• Action item
Tell how many lines of the entries below include the string "cannot". Respond with the number alone.

Saved data entries:

=== Section Start ===

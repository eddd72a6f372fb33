//! Multi-episode policy evaluation and comparison.

/// Candidate-versus-baseline comparison reports.
pub mod comparison;
/// Episode rollouts and evaluation summaries.
pub mod runner;

pub use comparison::{ComparisonReport, MetricComparison, Objective, compare_summaries};
pub use runner::{EvaluationSummary, evaluate_policy, rollout};
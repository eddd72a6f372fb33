use std::fs;
use std::path::{Path, PathBuf};

use csv::StringRecord;

use super::csv_source::TIMESTAMP_COLUMN;
use super::validation::parse_timestamp;
use crate::error::ProfileError;

/// Fractions of rows assigned to each split. Each > 0, summing to 1.
#[derive(Debug, Clone, Copy, PartialEq)]
pub struct SplitRatios {
    pub train: f64,
    pub val: f64,
    pub test: f64,
}

impl Default for SplitRatios {
    fn default() -> Self {
        Self {
            train: 0.70,
            val: 0.15,
            test: 0.15,
        }
    }
}

impl SplitRatios {
    /// # Errors
    ///
    /// Returns `ProfileError::Split` if any ratio is not positive or the sum
    /// differs from 1 by more than 1e-6.
    pub fn validate(&self) -> Result<(), ProfileError> {
        for (name, value) in [("train", self.train), ("val", self.val), ("test", self.test)] {
            if !(value > 0.0) {
                return Err(ProfileError::Split(format!(
                    "{name} ratio must be > 0, got {value}"
                )));
            }
        }
        let total = self.train + self.val + self.test;
        if (total - 1.0).abs() > 1e-6 {
            return Err(ProfileError::Split(format!(
                "ratios must sum to 1.0, got {total:.6} (train={}, val={}, test={})",
                self.train, self.val, self.test
            )));
        }
        Ok(())
    }

    /// Row counts for `n` rows: every split non-empty, remainder to train.
    fn counts(&self, n: usize) -> [usize; 3] {
        let raw = [self.train, self.val, self.test].map(|r| (n as f64 * r) as usize);
        let mut counts = raw.map(|c| c.max(1));

        while counts.iter().sum::<usize>() > n {
            let largest = (0..3).max_by_key(|&i| (counts[i], 3 - i)).unwrap_or(0);
            if counts[largest] <= 1 {
                break;
            }
            counts[largest] -= 1;
        }
        let total: usize = counts.iter().sum();
        if total < n {
            counts[0] += n - total;
        }
        counts
    }
}

/// Chronological partition of profile rows.
#[derive(Debug, Clone, PartialEq)]
pub struct SplitResult<T> {
    pub train: Vec<T>,
    pub val: Vec<T>,
    pub test: Vec<T>,
}

/// Splits rows in order into train/validation/test partitions.
///
/// # Errors
///
/// Returns `ProfileError::Split` for invalid ratios or fewer than 3 rows.
pub fn split_records<T: Clone>(
    rows: &[T],
    ratios: SplitRatios,
) -> Result<SplitResult<T>, ProfileError> {
    ratios.validate()?;
    if rows.len() < 3 {
        return Err(ProfileError::Split(
            "at least 3 rows are required to create train/val/test splits".into(),
        ));
    }

    let [n_train, n_val, n_test] = ratios.counts(rows.len());
    if n_train + n_val + n_test != rows.len() {
        return Err(ProfileError::Split(format!(
            "unable to compute non-empty splits: train={n_train}, val={n_val}, test={n_test}, total={}",
            rows.len()
        )));
    }

    Ok(SplitResult {
        train: rows[..n_train].to_vec(),
        val: rows[n_train..n_train + n_val].to_vec(),
        test: rows[n_train + n_val..].to_vec(),
    })
}

/// Output file paths written by [`split_profile_csv`].
#[derive(Debug, Clone, PartialEq)]
pub struct SplitPaths {
    pub train: PathBuf,
    pub val: PathBuf,
    pub test: PathBuf,
}

/// Splits a profile CSV chronologically and writes
/// `profiles_{train,val,test}.csv` into `out_dir`.
///
/// When a `timestamp` column exists, every value must parse and the column
/// must already be sorted.
///
/// # Errors
///
/// Returns `ProfileError` on I/O or CSV failures, invalid timestamps, or an
/// invalid split.
pub fn split_profile_csv(
    input: &Path,
    out_dir: &Path,
    ratios: SplitRatios,
) -> Result<SplitPaths, ProfileError> {
    let mut rdr = csv::Reader::from_path(input)?;
    let headers = rdr.headers()?.clone();
    let records = rdr.records().collect::<Result<Vec<StringRecord>, _>>()?;

    if let Some(idx) = headers.iter().position(|h| h.trim() == TIMESTAMP_COLUMN) {
        let mut prev = None;
        for (row, rec) in records.iter().enumerate() {
            let Some(ts) = rec.get(idx).and_then(parse_timestamp) else {
                return Err(ProfileError::Split(format!(
                    "timestamp column contains an invalid value at row {row}; cannot split chronologically"
                )));
            };
            if prev.is_some_and(|p| ts < p) {
                return Err(ProfileError::Split(
                    "timestamp column must be sorted before splitting".into(),
                ));
            }
            prev = Some(ts);
        }
    }

    let split = split_records(&records, ratios)?;

    fs::create_dir_all(out_dir).map_err(|source| io_error(out_dir, source))?;
    let paths = SplitPaths {
        train: out_dir.join("profiles_train.csv"),
        val: out_dir.join("profiles_val.csv"),
        test: out_dir.join("profiles_test.csv"),
    };

    for (path, rows) in [
        (&paths.train, &split.train),
        (&paths.val, &split.val),
        (&paths.test, &split.test),
    ] {
        let mut wtr = csv::Writer::from_path(path)?;
        wtr.write_record(&headers)?;
        for rec in rows {
            wtr.write_record(rec)?;
        }
        wtr.flush().map_err(|source| io_error(path, source))?;
    }

    tracing::info!(
        input = %input.display(),
        train = split.train.len(),
        val = split.val.len(),
        test = split.test.len(),
        "split profile csv"
    );
    Ok(paths)
}

fn io_error(path: &Path, source: std::io::Error) -> ProfileError {
    ProfileError::Io {
        path: path.to_path_buf(),
        source,
    }
}
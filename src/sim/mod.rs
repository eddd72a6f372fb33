/// Observation-to-action policies.
pub mod controller;
/// Environment state machine.
pub mod engine;
/// Utility interconnection and residual balancing.
pub mod grid;
pub mod kpi;
pub mod observation;
pub mod power_balance;
/// Safety supervisor applied to every command.
pub mod safety;
pub mod types;
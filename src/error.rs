//! Error types for configuration, actions, profiles, and the environment.

use std::io;
use std::path::PathBuf;

use thiserror::Error;

/// Configuration error with field path and constraint description.
#[derive(Debug, Clone, PartialEq, Error)]
#[error("config error: {field}: {message}")]
pub struct ConfigError {
    /// Dotted field path (e.g., `"battery.soc_min"`).
    pub field: String,
    /// Human-readable constraint description.
    pub message: String,
}

impl ConfigError {
    pub fn new(field: impl Into<String>, message: impl Into<String>) -> Self {
        Self {
            field: field.into(),
            message: message.into(),
        }
    }
}

/// Malformed action passed to `step`.
#[derive(Debug, Clone, PartialEq, Error)]
pub enum ActionError {
    #[error("action must have 1 or 2 elements, got {0}")]
    WrongArity(usize),
    #[error("action element {index} is not finite ({value})")]
    NonFinite { index: usize, value: f64 },
}

/// Failure while loading, validating, or splitting profile data.
#[derive(Debug, Error)]
pub enum ProfileError {
    #[error("cannot read profile \"{path}\": {source}")]
    Io {
        path: PathBuf,
        #[source]
        source: io::Error,
    },
    #[error("invalid profile CSV: {0}")]
    Csv(#[from] csv::Error),
    #[error("profile missing required columns: {0:?}")]
    MissingColumns(Vec<String>),
    #[error("profile series \"{0}\" is empty")]
    EmptySeries(&'static str),
    #[error("profile column \"{column}\" row {row}: {message}")]
    InvalidValue {
        column: String,
        row: usize,
        message: String,
    },
    #[error("invalid split: {0}")]
    Split(String),
}

/// Errors surfaced by `Environment::reset` and `Environment::step`.
///
/// All variants are recoverable: fix the input or call `reset`.
#[derive(Debug, Error)]
pub enum EnvError {
    #[error(transparent)]
    Config(#[from] ConfigError),
    #[error("invalid action: {0}")]
    Action(#[from] ActionError),
    #[error(transparent)]
    Profile(#[from] ProfileError),
    #[error("episode is terminal at t={t}; call reset before stepping")]
    Terminal { t: usize },
    #[error("environment has not been reset")]
    NotReset,
    #[error("initial soc {soc} outside [{soc_min}, {soc_max}]")]
    InitialSoc { soc: f64, soc_min: f64, soc_max: f64 },
    #[error("profile has {len} entries, horizon needs {horizon}")]
    ProfileTooShort { len: usize, horizon: usize },
}

/// Errors from multi-episode policy evaluation.
#[derive(Debug, Error)]
pub enum EvaluationError {
    #[error("episodes must be greater than 0")]
    NoEpisodes,
    #[error(transparent)]
    Env(#[from] EnvError),
}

=== Section End ===

• Task response
2